Brendan O’Neill Brendan O’Neill

Pakistan and Shabir Ahmed are laughing at Britain

Shabir Ahmed (Credit: Greater Manchester Police)

Pakistan is laughing at us. Over the past three years, they’ve deported a staggering 2.4 million Afghans. It was one of the largest expulsions of human beings in history. Yet when we ask Pakistan if they will please take back one poxy bloke, they say “Nope”. They are allowed to kick out undesirables, you see, but we are not.

Already Guardianista voices are being raised to say it would be “problematic” to tweak Britain’s laws

The case of Shabir Ahmed, the Rochdale rape-gang leader let out of jail this month, gets more enraging every day. Pakistan is now flat-out refusing to take back its criminal citizen. In my eyes that is an act of hostility, and it should be treated as such by our government. Every tool of statecraft must now be deployed to make Pakistan relent and take back its monster who we are done with.

Ahmed was sentenced to 22 years for his reign of rape over white working-class girls in Rochdale. He was let out on licence at the start of July. Virtually no one wants him in the country, least of all the women he so viciously abused.

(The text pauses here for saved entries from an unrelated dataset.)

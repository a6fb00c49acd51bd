pub mod info;
pub mod plan;
pub mod split;

use std::fs;
use std::io::{self, Write};
use std::path::PathBuf;

use anyhow::Context;
use clap::{ArgAction, Parser, Subcommand};
use serde::Serialize;
use subnetr_common::config::{Config, OutputFormat};
use subnetr_common::error::SubnetError;
use subnetr_core::export;
use subnetr_core::report::{BlockTable, ErrorReport};
use tracing::info;

#[derive(Parser)]
#[command(name = "subnetr")]
#[command(version, about = "Split IPv4 blocks and plan subnet allocations.")]
pub struct CommandLine {
    #[command(subcommand)]
    pub command: Commands,

    /// Print less; repeat to print only the results (-qq)
    #[arg(short, long, action = ArgAction::Count, global = true)]
    pub quiet: u8,

    /// Show debug logging
    #[arg(short, long, global = true)]
    pub verbose: bool,

    /// Hide the banner
    #[arg(long, global = true)]
    pub no_banner: bool,

    /// Reject CIDR input with host bits set instead of normalizing it
    #[arg(long, global = true)]
    pub strict: bool,

    /// Output format: text, json or csv
    #[arg(short, long, global = true, default_value = "text")]
    pub format: OutputFormat,

    /// Field delimiter for csv output
    #[arg(short, long, global = true, default_value_t = ',')]
    pub delimiter: char,

    /// Write the export to a file instead of stdout
    #[arg(short, long, global = true)]
    pub output: Option<PathBuf>,
}

#[derive(Subcommand)]
pub enum Commands {
    /// Show the details of one CIDR block
    #[command(alias = "i")]
    Info { cidr: String },
    /// Remove a child block from a parent block
    #[command(alias = "s")]
    Split { parent: String, child: String },
    /// Allocate named subnets (name:hosts) inside a parent block
    #[command(alias = "p")]
    Plan {
        parent: String,
        /// Demands such as office:200 lab:50, or comma separated
        #[arg(required = true)]
        demands: Vec<String>,
    },
}

impl CommandLine {
    pub fn parse_args() -> Self {
        Self::parse()
    }

    pub fn config(&self) -> Config {
        Config {
            quiet: self.quiet,
            no_banner: self.no_banner,
            strict: self.strict,
            format: self.format,
            delimiter: self.delimiter,
            output: self.output.clone(),
        }
    }
}

/// Renders `report` in the configured export format and writes it out.
pub fn emit<T>(report: &T, cfg: &Config) -> anyhow::Result<()>
where
    T: Serialize + BlockTable,
{
    let rendered: String = match cfg.format {
        OutputFormat::Json => export::to_json(report)?,
        OutputFormat::Csv => export::to_csv(report, cfg.delimiter)?,
        OutputFormat::Text => export::to_text(report),
    };
    write_out(&rendered, cfg)
}

/// Reports a failed calculation. JSON consumers get an `{"error": ...}` document.
pub fn fail(err: SubnetError, cfg: &Config) -> anyhow::Result<()> {
    if cfg.format == OutputFormat::Json {
        write_out(&export::to_json(&ErrorReport::from(&err))?, cfg)?;
    }
    Err(err.into())
}

fn write_out(rendered: &str, cfg: &Config) -> anyhow::Result<()> {
    match &cfg.output {
        Some(path) => {
            fs::write(path, rendered)
                .with_context(|| format!("failed to write {}", path.display()))?;
            info!("Results written to {}", path.display());
        }
        None => {
            let mut stdout = io::stdout().lock();
            stdout.write_all(rendered.as_bytes())?;
            if !rendered.ends_with('\n') {
                stdout.write_all(b"\n")?;
            }
        }
    }
    Ok(())
}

Our incoming PM, Andy Burnham, has promised to exhaust all options for booting out this beastly destroyer of lives.

One problem is the Immigration Act 1971, which forbids the removal of anyone from a Commonwealth country who came to Britain before 1973. That covers Ahmed, a Pakistani who arrived in the late Sixties. The other problem is Pakistan. You “spoiled” this man, so you can keep him – that’s their line. Such jingoistic hubris must not stand.

It was Tahir Andrabi, a spokesman for Pakistan’s Ministry of Foreign Affairs, who basically told us to get stuffed. It was in Britain that Ahmed was “raised, groomed and unfortunately spoiled”, he said. “Groomed” – what a striking choice of word. A Pakistani’s grooming of vulnerable girls is subtly turned into a tale about Britain’s grooming of monsters.

“The government of Pakistan has no connection whatsoever with this matter”, said Andrabi. Yes you do. Ahmed is a Pakistani citizen. Solely a Pakistani citizen, in fact – his British citizenship was rightly revoked. Pakistan is simply being asked to take responsibility for one of its own. Its refusal to do so is an imperious act of disregard for the sovereign wishes of the United Kingdom.

The Ahmed case is now more than a matter of justice: it is a moral test for our nation. We are about to find out how seriously our politicians take the principle of sovereignty, that fundamental liberty of every free nation to determine which foreigners may reside within their territory. If we fail to deport Ahmed, we will advertise to the world just how deracinated and meaningless the sovereign integrity of our once great kingdom has become.

So much now rests on the successful removal of this foreign repeat rapist from our lands. We need to show that the safety and dignity of working-class women count for more than the faux-virtuous posturing of the radical middle classes.

Already Guardianista voices are being raised to say it would be “problematic” to tweak Britain’s laws just to deport one bad man. Others among the credentialled keffiyeh classes fret that deporting Ahmed will open the door to the deportation of others. (And?) Enough is enough – the self-regarding sloganeering of cossetted activists must not take moral precedence over the existential security of working-class Britons.

The incoming government has a chance to show that it prizes the well-being of working-class women more highly than the cheap moral thrill the bourgeois left gets from crowing: “Refugees welcome!”

In fact, going forward this should be the moral priority across the immigration issue. We should be listening less to self-styled anti-racists who ostentatiously welcome every young man who lands on our shores, and more to women in the poorer parts of Britain who are forced against their will to live cheek by jowl with these undocumented blokes from distant, regressive lands where men rule and women obey.

Here’s what the Shabir Ahmed horror forces us to ask. Are we an independent nation or not? Do we or do we not enjoy that first freedom of democratic nationhood, which is to welcome or expel any good or individual that we so choose? Pakistan’s refusal of Ahmed is an underhand insult to our independence. It is the throttling by a foreign power of the legitimate wishes of the free people of Britain.

Action must be taken. Cancel visas for Pakistanis. Put a stop on the payment of remittances to Pakistan. Freeze aid. Whatever it takes. Pakistan – the whole world, in fact – needs to know that Britain is a sovereign land that will not tolerate the thwarting of its national interest by any foreign actor. Andy, can you do that?